Vie du Saint du jour
Saint Blaise, Évêque de Sébaste en Arménie, participa à l’œuvre de rédemption du Sauveur. « Les souffrances du Christ abondent en lui » et après une vie de rude pénitence passée au milieu des bêtes féroces dans une caverne du Mont Argée, « il donna sa vie pour Jésus ».


Ayant subi sous Licinien les plus atroces tourments, il eut ensuite la tête tranchée en l’an 316.

Comme le Rédempteur, saint Blaise guérit les corps en même temps que les âmes ; aussi son culte fut-il toujours très populaire. C’est ainsi qu’ayant sauvé la vie à un enfant qui se mourait parce qu’une arête prise dans son gosier l’étouffait, l’Église lui reconnaît « la prérogative de guérir toutes les affections de la gorge » (Rituel romain : Bénédiction des cierges en la fête de saint Blaise, évêque et martyr).

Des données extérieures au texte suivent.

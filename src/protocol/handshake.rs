//! Version negotiation.
//!
//! The client proposes the newest version it speaks. A server that only speaks an older
//! dialect rejects the handshake and reports its own version; if that version is one we
//! support, `connect` proposes it in a fresh handshake.
use log::debug;
use uuid::Uuid;

use crate::{
    buffer::{MessageReader, MessageWriter},
    config::Credentials,
    error::{ClientError, Result},
};

use super::{
    ProtocolVersion,
    request::PayloadWriter,
    version::{AUTHENTICATION_SINCE, PARTITION_AWARENESS_SINCE},
};

pub const HANDSHAKE_CODE: u8 = 1;
pub const CLIENT_CODE: u8 = 2;
pub const HANDSHAKE_SUCCESS: u8 = 1;

/// Outcome of a decoded handshake response.
#[derive(Debug, Clone, PartialEq, Eq)]
pub enum HandshakeResult {
    Accepted { node_id: Option<Uuid> },
    /// The server speaks another supported version; propose it next.
    Downgrade(ProtocolVersion),
}

pub(crate) fn payload_writer(
    version: ProtocolVersion,
    credentials: Option<Credentials>,
) -> PayloadWriter {
    Box::new(move |writer: &mut MessageWriter| {
        writer.write_u8(HANDSHAKE_CODE);
        version.write(writer)?;
        writer.write_u8(CLIENT_CODE);
        if let Some(credentials) = credentials {
            writer.write_string(Some(&credentials.username))?;
            writer.write_string(Some(&credentials.password))?;
        }
        Ok(())
    })
}

/// Decodes the server's answer to a handshake that proposed `proposed`.
pub fn finalize(
    reader: &mut MessageReader,
    proposed: ProtocolVersion,
    has_credentials: bool,
) -> Result<HandshakeResult> {
    if reader.read_u8()? == HANDSHAKE_SUCCESS {
        let node_id = if proposed >= PARTITION_AWARENESS_SINCE {
            reader.read_uuid()?
        } else {
            None
        };
        return Ok(HandshakeResult::Accepted { node_id });
    }

    let server = ProtocolVersion::read(reader)?;
    let message = reader.read_string()?.unwrap_or_default();
    debug!("handshake at {proposed} rejected, server speaks {server}: {message}");

    if server == proposed {
        return Err(ClientError::Operation {
            code: None,
            message,
        });
    }

    if !server.is_supported() || (server < AUTHENTICATION_SINCE && has_credentials) {
        return Err(ClientError::ProtocolVersionMismatch {
            client: proposed,
            server,
            message,
        });
    }

    Ok(HandshakeResult::Downgrade(server))
}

Elle bénit à cet effet deux cierges et demande à Dieu, pour tous ceux dont le cou en sera touché, qu’ils soient délivrés de leurs maux de gorge ou de tout autre mal par les mérites de la passion de ce saint Martyr.


C’est l’un des quatorze « Saints Auxiliaires ». Participons avec saint Blaise aux souffrances du Rédempteur afin de pouvoir participer avec Lui à Son triomphe.


 voir la grande vie du Saint


Résolution pratique du jour
Ne tenez à rien dans ce monde ; n’aspirez qu’aux biens éternels.